Equifax Doesn't Deserve Our Information
The Equifax hack of 143 million American's personal and credit information is a total breach of whatever privacy we have left in this digital age. Those affected will be dealing with its ramifications for a very long time. Equifax can be viewed as either having abused its power or being negligent in its lack of protection of collected data.
When was the last time you agreed to allow a credit reporting agency to obtain your private information? Never, would be the right answer. Equifax, Transunion and Experian have built their businesses by collecting our most sensitive personal and financial information, including Social Security numbers, without our consent. They retain this information without having us check the box that says "I am not a robot" or pledging that 'in credit agencies do we trust'.
These entities have been allowed to create a unique big brother mode of vast control over some of the most important aspects of our lives. Whether it's buying or renting real estate, obtaining insurance, loans, utility service and so much more, that ominous credit score in the sky rules over more than we would like to think. Most of my friends don't know my mother's maiden name or my driver's license number, but credit agencies do.
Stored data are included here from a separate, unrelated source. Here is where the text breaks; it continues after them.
//! Deterministic op identity.
//!
//! Replay correctness hinges on an op resolving to the same storage key on
//! every pass: the key is a SHA-256 of the human-assigned id plus its
//! occurrence index within the run. Loops reuse an id safely because each
//! occurrence gets the next index.

use std::collections::HashMap;

use sha2::{Digest, Sha256};
use tickflow_types::op::OpId;

/// Reserved op id for the synthesized workflow-level result.
pub const WORKFLOW_OP_ID: &str = "$workflow";

/// Hash an op id and occurrence index into the durable storage key.
pub fn hash_op_id(id: &str, index: u32) -> String {
    format!("{:x}", Sha256::digest(format!("{id}:{index}")))
}

/// Assigns occurrence indexes to op ids in discovery order.
///
/// One factory lives for exactly one tick; replaying from the top with a
/// fresh factory reproduces the same `(id, index)` pairs, and therefore the
/// same hashes, as every earlier tick.
#[derive(Debug, Default)]
pub struct OpIdFactory {
    counters: HashMap<String, u32>,
}

impl OpIdFactory {
    pub fn new() -> Self {
        Self::default()
    }

    /// Produce the identity for the next occurrence of `id`.
    pub fn next(&mut self, id: &str) -> OpId {
        let counter = self.counters.entry(id.to_string()).or_insert(0);
        let index = *counter;
        *counter += 1;
        OpId {
            hashed: hash_op_id(id, index),
            id: id.to_string(),
            index,
        }
    }
}

#[cfg(test)]
mod tests {
    use super::*;

    #[test]
    fn hash_is_deterministic() {
        assert_eq!(hash_op_id("charge", 0), hash_op_id("charge", 0));
        assert_ne!(hash_op_id("charge", 0), hash_op_id("charge", 1));
        assert_ne!(hash_op_id("charge", 0), hash_op_id("refund", 0));
    }

    #[test]
    fn duplicate_ids_get_distinct_indexes() {
        let mut factory = OpIdFactory::new();
        let first = factory.next("poll");
        let second = factory.next("poll");
        let other = factory.next("notify");

        assert_eq!(first.index, 0);
        assert_eq!(second.index, 1);
        assert_ne!(first.hashed, second.hashed);
        assert_eq!(other.index, 0);
    }

    #[test]
    fn fresh_factory_reproduces_identities() {
        let mut a = OpIdFactory::new();
        let mut b = OpIdFactory::new();
        for id in ["x", "y", "x", "x", "y"] {
            assert_eq!(a.next(id), b.next(id));
        }
    }
}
Equifax, Transunion and Experian not only collect our private information, they market it and sell it. And they really know how to sell. The big 3 credit reporting agencies have become huge businesses creating multi-billion dollar empires that use our information as their product. Pretty amazing when you think about it. Equifax reported 2016 sales/revenue of $3.14 billion. Transunion reported 2016 sales/revenue of $1.7 billion. Experian 2016 sales/revenue of $2.81 billion.
The extent of information obtained by credit reporting agencies is, for the most part, not public knowledge. It should be. Experian is reported to have a marketing division which sells the "names of expectant parents and families with newborns" that are "updated weekly." Equifax "collects detailed salary and pay stub information". The more we know, the more outrageous it gets.
Our social security numbers have long been considered a sacrosanct part of personal information. Once we get that number, we have it for the rest of our lives. According to the Social Security Agency, "the number was created in 1936 for the sole purpose of tracking the earnings histories of U.S. workers, for use in determining Social Security benefit entitlement and computing benefit levels." Can it be called progress to know how far we have come from its original intent?
While our SSN numbers remain the determining factor for Social Security benefits, credit reporting agencies have taken those numbers to an entirely different level. Equifax, Transunion and Experian have created their own form of social security commodity exchange, selling those numbers, and any accompanying information, to anyone they deem a likely prospect. They mine data collected from us to enhance their bottom line.
A 2012 Equifax news release provides additional insight:
Equifax Inc. (NYSE: EFX) today announced the launch of Equifax B2B Marketing Compass™, a powerful end-to-end marketing analytics solution that enables organizations to optimize the performance of their business marketing and sales strategy by defining the ideal customer profile and identifying hidden market and wallet share.
Utilizing market-leading, multi-sourced business databases to identify insights in customer portfolios, Equifax's B2B Marketing Compass employs customer profiling and market penetration analytics to enable users to identify winning customer segments and market penetration. Users of the solution can also:
With little to no government regulation or enforcement, Transunion and Experian are as guilty as Equifax in abusing our information. They just haven't been hacked. Yet. The Fair Credit Reporting Act passed in 1970 was supposed to regulate credit reporting agencies and "compel them to insure the information they gather and distribute is fair and accurate". Despite several updates, the law is outdated. It doesn't deal with the marketing and selling segments of the credit reporting business, data breaches or the theft of personal information.
Congressional hearings are being scheduled and lawsuits will pile up. Consumers - you, me and everyone else - need to demand greater protection of our personal information. No one can get back what has been stolen from nearly half the people in this country.
Including me. As I was nearing the end of writing this piece, my telephone rang and a text alert came in. The first of my credit cards has been hacked by someone claiming to be "an IRS charitable donation".